Turning the Tide logo

What’s the difference between solidarity and charity? Clare Bonetree shares some reflections.

I was one of the early self-isolators, not because of symptoms but because I was informed that the medicine I take puts me at a higher risk of serious illness. Overnight I became ‘vulnerable’, one of the people for whom the rest of the population were asked to ‘flatten the curve’. Someone in need of help. I made one last foray to the chemist for paracetamol (I take it most mornings to get out of bed) held a kitchen meeting with a couple of colleagues, wrote a note for my housemates about cleaning, and retreated from the world.

At the same time, mutual aid groups began to spring up across the country, initiated by a new co-ordinating group Covid Mutual Aid, set up by community organisers.

This flowering of mutual aid, with its ethos of equality and sharing, sent a message to all the early self-isolators like me that we remained a part of the webs of our communities.

I also joined a new online mutual aid group set up by and for those of us designated ‘vulnerable’. The sense of solidarity three weeks ago was strong, and it supported us to isolate ourselves at a time when doing so set us apart.

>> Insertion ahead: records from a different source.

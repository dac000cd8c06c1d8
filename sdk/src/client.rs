//! Client for the node read service

use std::time::Duration;

use node_read_grpc::proto::node_read_service_client::NodeReadServiceClient;
use node_read_grpc::proto::{GetFullMempoolRequest, GetNodeTypeRequest, TransactionRecord};
use node_read_grpc::schema::DEFAULT_MAX_MESSAGE_SIZE;
use tonic::transport::{Channel, Endpoint};

use crate::error::{Error, Result};

/// Connection settings.
#[derive(Debug, Clone)]
pub struct ClientConfig {
    /// gRPC endpoint, e.g. `http://localhost:50051`
    pub endpoint: String,
    /// Timeout for establishing the connection
    pub connect_timeout: Duration,
    /// Timeout applied to every request
    pub request_timeout: Duration,
    /// Largest response message accepted, in bytes
    pub max_message_size: usize,
}

impl Default for ClientConfig {
    fn default() -> Self {
        Self {
            endpoint: "http://localhost:50051".to_string(),
            connect_timeout: Duration::from_secs(5),
            request_timeout: Duration::from_secs(30),
            max_message_size: DEFAULT_MAX_MESSAGE_SIZE,
        }
    }
}

/// Identity and role reported by a node.
#[derive(Debug, Clone, PartialEq, Eq)]
pub struct NodeTypeInfo {
    /// Node identifier.
    pub id: String,
    /// Node role, e.g. `full` or `validator`.
    pub node_type: String,
}

/// Client for node read operations.
#[derive(Clone)]
pub struct NodeReadClient {
    client: NodeReadServiceClient<Channel>,
}

impl NodeReadClient {
    /// Connect to a node with default settings.
    pub async fn connect(endpoint: impl Into<String>) -> Result<Self> {
        Self::connect_with_config(ClientConfig {
            endpoint: endpoint.into(),
            ..ClientConfig::default()
        })
        .await
    }

    /// Connect to a node.
    pub async fn connect_with_config(config: ClientConfig) -> Result<Self> {
        let channel = Endpoint::from_shared(config.endpoint.clone())
            .map_err(|_| Error::InvalidEndpoint(config.endpoint.clone()))?
            .connect_timeout(config.connect_timeout)
            .timeout(config.request_timeout)
            .connect()
            .await
            .map_err(Error::ConnectionFailed)?;

        Ok(Self::from_channel(channel, config.max_message_size))
    }

    /// Wrap an existing channel.
    pub fn from_channel(channel: Channel, max_message_size: usize) -> Self {
        Self {
            client: NodeReadServiceClient::new(channel)
                .max_decoding_message_size(max_message_size),
        }
    }

    /// Get the node's id and role.
    pub async fn node_type(&mut self) -> Result<NodeTypeInfo> {
        let response = self
            .client
            .get_node_type(GetNodeTypeRequest {})
            .await?
            .into_inner();

        Ok(NodeTypeInfo {
            id: response.id,
            node_type: response.result,
        })
    }

    /// Get every pending transaction, in the order the node reports them.
    pub async fn full_mempool(&mut self) -> Result<Vec<TransactionRecord>> {
        let response = self
            .client
            .get_full_mempool(GetFullMempoolRequest {})
            .await?
            .into_inner();

        Ok(response.transaction_records)
    }
}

Mutual aid is profoundly different from service provision. Radically egalitarian, it comes from a deeper understanding of sharing in which there are no ‘givers’ or ‘takers’, but simply a community distributing resources among its members as required.

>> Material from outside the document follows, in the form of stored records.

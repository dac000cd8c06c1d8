//! Shared codec capability for the `node_read_service.v1` messages.
//!
//! Every message gets the same operations (binary and proto3 JSON decode and
//! encode) from one trait, [`WireMessage`]. A message type only supplies its
//! [`MessageDescriptor`]: the proto type name plus one [`FieldDescriptor`] per
//! field. The descriptors drive strict JSON decoding and are checked against
//! the compiled descriptor set in tests, so field numbers cannot drift.
//!
//! ## Encodings
//!
//! | Direction | Binary                  | JSON                                   |
//! |-----------|-------------------------|----------------------------------------|
//! | decode    | `from_binary[_with]`    | `from_json[_with]`, `from_json_str[_with]` |
//! | encode    | `to_binary`             | `to_json`, `to_json_string`            |
//!
//! JSON follows the proto3 mapping: keys are camelCase on output and either
//! camelCase or the proto name on input, 64-bit integers are written as
//! strings and read from strings or numbers, default values are omitted.

use prost::Message;
use serde::Serialize;
use serde::de::DeserializeOwned;
use serde_json::Value;

use crate::error::DecodeError;
use crate::proto::{
    GetFullMempoolRequest, GetFullMempoolResponse, GetNodeTypeRequest, GetNodeTypeResponse, Token,
    TransactionRecord,
};

/// Default upper bound on binary input, matching the gRPC transport default.
pub const DEFAULT_MAX_MESSAGE_SIZE: usize = 4 * 1024 * 1024;

/// Options for binary decoding.
#[derive(Debug, Clone, Copy, PartialEq, Eq)]
pub struct BinaryReadOptions {
    /// Inputs longer than this are rejected before decoding
    pub max_message_size: usize,
}

impl Default for BinaryReadOptions {
    fn default() -> Self {
        Self {
            max_message_size: DEFAULT_MAX_MESSAGE_SIZE,
        }
    }
}

/// Options for JSON decoding.
#[derive(Debug, Clone, Copy, PartialEq, Eq)]
pub struct JsonReadOptions {
    /// Skip keys that name no field (proto3 default). When `false`, any
    /// unknown key at any nesting level fails the decode.
    pub ignore_unknown_fields: bool,
}

impl Default for JsonReadOptions {
    fn default() -> Self {
        Self {
            ignore_unknown_fields: true,
        }
    }
}

impl JsonReadOptions {
    /// Options that reject unknown fields.
    pub fn strict() -> Self {
        Self {
            ignore_unknown_fields: false,
        }
    }
}

/// Scalar protobuf types used by this package.
#[derive(Debug, Clone, Copy, PartialEq, Eq)]
pub enum ScalarType {
    String,
    Bool,
    Int64,
    Uint64,
    Uint32,
}

/// Shape of a single field.
#[derive(Debug, Clone, Copy, PartialEq, Eq)]
pub enum FieldKind {
    /// Singular scalar, zero value when unset
    Scalar(ScalarType),
    /// Singular submessage, explicitly absent when unset
    Message(&'static MessageDescriptor),
    /// Ordered sequence of submessages
    RepeatedMessage(&'static MessageDescriptor),
    /// `map<key, value>`, keys unique
    Map { key: ScalarType, value: ScalarType },
}

/// Static description of one message field.
#[derive(Debug, Clone, Copy, PartialEq, Eq)]
pub struct FieldDescriptor {
    /// Field number on the wire
    pub number: u32,
    /// Name declared in the `.proto` file
    pub name: &'static str,
    /// lowerCamelCase name used by the JSON mapping
    pub json_name: &'static str,
    pub kind: FieldKind,
}

impl FieldDescriptor {
    const fn new(number: u32, name: &'static str, json_name: &'static str, kind: FieldKind) -> Self {
        Self {
            number,
            name,
            json_name,
            kind,
        }
    }

    /// Whether a JSON object key refers to this field.
    pub fn matches_json_key(&self, key: &str) -> bool {
        key == self.json_name || key == self.name
    }
}

/// Static description of a message type.
#[derive(Debug, Clone, Copy, PartialEq, Eq)]
pub struct MessageDescriptor {
    /// Fully qualified proto type name
    pub type_name: &'static str,
    pub fields: &'static [FieldDescriptor],
}

impl MessageDescriptor {
    /// Look up a field by its wire number.
    pub fn field_by_number(&self, number: u32) -> Option<&'static FieldDescriptor> {
        self.fields.iter().find(|field| field.number == number)
    }

    /// Look up a field by JSON key (camelCase or proto name).
    pub fn field_by_json_key(&self, key: &str) -> Option<&'static FieldDescriptor> {
        self.fields.iter().find(|field| field.matches_json_key(key))
    }
}

pub const GET_NODE_TYPE_REQUEST: MessageDescriptor = MessageDescriptor {
    type_name: "node_read_service.v1.GetNodeTypeRequest",
    fields: &[],
};

pub const GET_NODE_TYPE_RESPONSE: MessageDescriptor = MessageDescriptor {
    type_name: "node_read_service.v1.GetNodeTypeResponse",
    fields: &[
        FieldDescriptor::new(1, "id", "id", FieldKind::Scalar(ScalarType::String)),
        FieldDescriptor::new(2, "result", "result", FieldKind::Scalar(ScalarType::String)),
    ],
};

pub const GET_FULL_MEMPOOL_REQUEST: MessageDescriptor = MessageDescriptor {
    type_name: "node_read_service.v1.GetFullMempoolRequest",
    fields: &[],
};

pub const GET_FULL_MEMPOOL_RESPONSE: MessageDescriptor = MessageDescriptor {
    type_name: "node_read_service.v1.GetFullMempoolResponse",
    fields: &[FieldDescriptor::new(
        1,
        "transaction_records",
        "transactionRecords",
        FieldKind::RepeatedMessage(&TRANSACTION_RECORD),
    )],
};

pub const TRANSACTION_RECORD: MessageDescriptor = MessageDescriptor {
    type_name: "node_read_service.v1.TransactionRecord",
    fields: &[
        FieldDescriptor::new(1, "id", "id", FieldKind::Scalar(ScalarType::String)),
        FieldDescriptor::new(2, "timestamp", "timestamp", FieldKind::Scalar(ScalarType::Int64)),
        FieldDescriptor::new(
            3,
            "sender_address",
            "senderAddress",
            FieldKind::Scalar(ScalarType::String),
        ),
        FieldDescriptor::new(
            4,
            "sender_public_key",
            "senderPublicKey",
            FieldKind::Scalar(ScalarType::String),
        ),
        FieldDescriptor::new(
            5,
            "receiver_address",
            "receiverAddress",
            FieldKind::Scalar(ScalarType::String),
        ),
        FieldDescriptor::new(6, "token", "token", FieldKind::Message(&TOKEN)),
        FieldDescriptor::new(7, "amount", "amount", FieldKind::Scalar(ScalarType::Uint64)),
        FieldDescriptor::new(8, "signature", "signature", FieldKind::Scalar(ScalarType::String)),
        FieldDescriptor::new(
            9,
            "validators",
            "validators",
            FieldKind::Map {
                key: ScalarType::String,
                value: ScalarType::Bool,
            },
        ),
        FieldDescriptor::new(10, "nonce", "nonce", FieldKind::Scalar(ScalarType::Uint64)),
    ],
};

pub const TOKEN: MessageDescriptor = MessageDescriptor {
    type_name: "node_read_service.v1.Token",
    fields: &[
        FieldDescriptor::new(1, "name", "name", FieldKind::Scalar(ScalarType::String)),
        FieldDescriptor::new(2, "symbol", "symbol", FieldKind::Scalar(ScalarType::String)),
        FieldDescriptor::new(3, "decimals", "decimals", FieldKind::Scalar(ScalarType::Uint32)),
    ],
};

/// Every message descriptor in the package.
pub const ALL_MESSAGES: &[&MessageDescriptor] = &[
    &GET_NODE_TYPE_REQUEST,
    &GET_NODE_TYPE_RESPONSE,
    &GET_FULL_MEMPOOL_REQUEST,
    &GET_FULL_MEMPOOL_RESPONSE,
    &TRANSACTION_RECORD,
    &TOKEN,
];

/// Binary and JSON codec shared by every `node_read_service.v1` message.
///
/// All methods are provided; implementors only name their descriptor.
pub trait WireMessage: Message + Default + Serialize + DeserializeOwned {
    const DESCRIPTOR: &'static MessageDescriptor;

    /// Fully qualified proto type name.
    fn type_name() -> &'static str {
        Self::DESCRIPTOR.type_name
    }

    /// Decode from protobuf binary with default options.
    fn from_binary(bytes: &[u8]) -> Result<Self, DecodeError> {
        Self::from_binary_with(bytes, &BinaryReadOptions::default())
    }

    /// Decode from protobuf binary.
    ///
    /// Unknown fields are skipped. Truncated or malformed input fails as a
    /// whole; no partially decoded value is returned.
    fn from_binary_with(bytes: &[u8], options: &BinaryReadOptions) -> Result<Self, DecodeError> {
        if bytes.len() > options.max_message_size {
            return Err(DecodeError::MessageTooLarge {
                size: bytes.len(),
                limit: options.max_message_size,
            });
        }
        Ok(Self::decode(bytes)?)
    }

    /// Decode from a parsed JSON value with default options.
    fn from_json(value: Value) -> Result<Self, DecodeError> {
        Self::from_json_with(value, &JsonReadOptions::default())
    }

    /// Decode from a parsed JSON value.
    ///
    /// `null` on any field reads as the field's default, and integer fields
    /// accept integral numbers in float or exponent form (`1.0`, `1e2`).
    fn from_json_with(mut value: Value, options: &JsonReadOptions) -> Result<Self, DecodeError> {
        if !options.ignore_unknown_fields {
            reject_unknown_fields(Self::DESCRIPTOR, &value)?;
        }
        normalize_json(Self::DESCRIPTOR, &mut value);
        Ok(serde_json::from_value(value)?)
    }

    /// Decode from JSON text with default options.
    fn from_json_str(json: &str) -> Result<Self, DecodeError> {
        Self::from_json_str_with(json, &JsonReadOptions::default())
    }

    /// Decode from JSON text. Duplicate object keys resolve to the last value.
    fn from_json_str_with(json: &str, options: &JsonReadOptions) -> Result<Self, DecodeError> {
        let value: Value = serde_json::from_str(json)?;
        Self::from_json_with(value, options)
    }

    /// Encode to protobuf binary.
    fn to_binary(&self) -> Vec<u8> {
        self.encode_to_vec()
    }

    /// Encode to a canonical proto3 JSON value.
    fn to_json(&self) -> Value {
        // Generated serializers only emit string keys and finite scalars.
        serde_json::to_value(self).expect("proto3 JSON serialization is infallible")
    }

    /// Encode to canonical proto3 JSON text.
    fn to_json_string(&self) -> String {
        serde_json::to_string(self).expect("proto3 JSON serialization is infallible")
    }
}

/// Walk a JSON value and fail on the first key no descriptor field claims.
///
/// Only object shapes are inspected; type mismatches are left for the
/// deserializer to report.
fn reject_unknown_fields(descriptor: &MessageDescriptor, value: &Value) -> Result<(), DecodeError> {
    let Value::Object(object) = value else {
        return Ok(());
    };

    for (key, field_value) in object {
        let field =
            descriptor
                .field_by_json_key(key)
                .ok_or_else(|| DecodeError::UnknownField {
                    message: descriptor.type_name,
                    field: key.clone(),
                })?;

        match (field.kind, field_value) {
            (FieldKind::Message(nested), _) => reject_unknown_fields(nested, field_value)?,
            (FieldKind::RepeatedMessage(nested), Value::Array(items)) => {
                for item in items {
                    reject_unknown_fields(nested, item)?;
                }
            }
            _ => {}
        }
    }

    Ok(())
}

/// Rewrite JSON input into the shape the generated deserializers accept:
/// `null` fields are dropped and integral floats on integer fields become
/// integers. Keys no descriptor field claims are left alone.
fn normalize_json(descriptor: &MessageDescriptor, value: &mut Value) {
    let Value::Object(object) = value else {
        return;
    };

    object.retain(|_, field_value| !field_value.is_null());

    for (key, field_value) in object.iter_mut() {
        let Some(field) = descriptor.field_by_json_key(key) else {
            continue;
        };

        match field.kind {
            FieldKind::Scalar(scalar) => normalize_integer(scalar, field_value),
            FieldKind::Message(nested) => normalize_json(nested, field_value),
            FieldKind::RepeatedMessage(nested) => {
                if let Value::Array(items) = field_value {
                    for item in items {
                        normalize_json(nested, item);
                    }
                }
            }
            FieldKind::Map { .. } => {}
        }
    }
}

/// Turn an integral float (`1e2`, `100.0`) into an integer for integer
/// fields. Fractional or out-of-range values are kept so the deserializer
/// reports them.
fn normalize_integer(scalar: ScalarType, value: &mut Value) {
    let Value::Number(number) = value else {
        return;
    };
    if number.is_i64() || number.is_u64() {
        return;
    }
    let Some(float) = number.as_f64() else {
        return;
    };
    if float.fract() != 0.0 {
        return;
    }

    let integer = match scalar {
        ScalarType::Int64 if float >= i64::MIN as f64 && float < i64::MAX as f64 => {
            Value::from(float as i64)
        }
        ScalarType::Uint64 | ScalarType::Uint32 if float >= 0.0 && float < u64::MAX as f64 => {
            Value::from(float as u64)
        }
        _ => return,
    };
    *value = integer;
}

macro_rules! wire_message {
    ($($message:ty => $descriptor:ident),* $(,)?) => {
        $(
            impl WireMessage for $message {
                const DESCRIPTOR: &'static MessageDescriptor = &$descriptor;
            }
        )*
    };
}

wire_message! {
    GetNodeTypeRequest => GET_NODE_TYPE_REQUEST,
    GetNodeTypeResponse => GET_NODE_TYPE_RESPONSE,
    GetFullMempoolRequest => GET_FULL_MEMPOOL_REQUEST,
    GetFullMempoolResponse => GET_FULL_MEMPOOL_RESPONSE,
    TransactionRecord => TRANSACTION_RECORD,
    Token => TOKEN,
}

impl Token {
    /// Create token metadata.
    pub fn new(name: impl Into<String>, symbol: impl Into<String>, decimals: u32) -> Self {
        Self {
            name: name.into(),
            symbol: symbol.into(),
            decimals,
        }
    }
}

impl TransactionRecord {
    /// Addresses of validators that approved this transaction, sorted.
    pub fn approving_validators(&self) -> Vec<&str> {
        let mut approved: Vec<&str> = self
            .validators
            .iter()
            .filter(|(_, approved)| **approved)
            .map(|(address, _)| address.as_str())
            .collect();
        approved.sort_unstable();
        approved
    }
}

In mutual aid systems, the act of asking for help is as important to the survival of the system as the act of answering the call.

Service provision – even where ‘co-designed’ or ‘co-produced’ – inevitably institutionalises the power differentials in the giving and taking roles. This can make it difficult to ask for what you need.

As the week wore on, the experience of being designated ‘vulnerable’ quickly became more and more uncomfortable.

The labelling quickly led to an all out othering of those at higher risk of serious illness. The general public (not ‘vulnerable’) were asked to change their behaviour for ‘our’ sake. We were told to isolate ourselves under stricter restrictions than the rest of the public – because ‘they’ couldn’t be relied on to protect ‘us’. NICE brought in new guidance that suggested some people in the category could be quickly and easily denied a ventilator. At the same time as getting all this attention, our practical needs were disregarded by authorities – told not to leave the house, but not offered any way of getting shopping without going out. Those in communities where mutual aid groups were not quickly up and running quickly ran out.

I was lucky, my neighbourhood already had an informal mutual aid practice, a street Facebook group, Freegle and Freecycle groups, and many community members have long had access to faith- and identity-based mutual aid structures. We already exchanged goods and knowledge and goodwill.

Being vulnerable has not been difficult for me – it has been a lot like normal life. As more is known about the virus, and the effects on it of the medicine I take, I may come out of the ‘vulnerable’ category. If that happens, I’ll be able to answer calls for help as well as put them out. But even if it doesn’t, I’ll still be part of the web of my community, lighting up the filaments with my shopping lists, nurturing and nourishing our mutual aid structures and keeping them alive.

 

Clare Bonetree is a Manchester-based facilitator, she is also a resource person with Turning the Tide.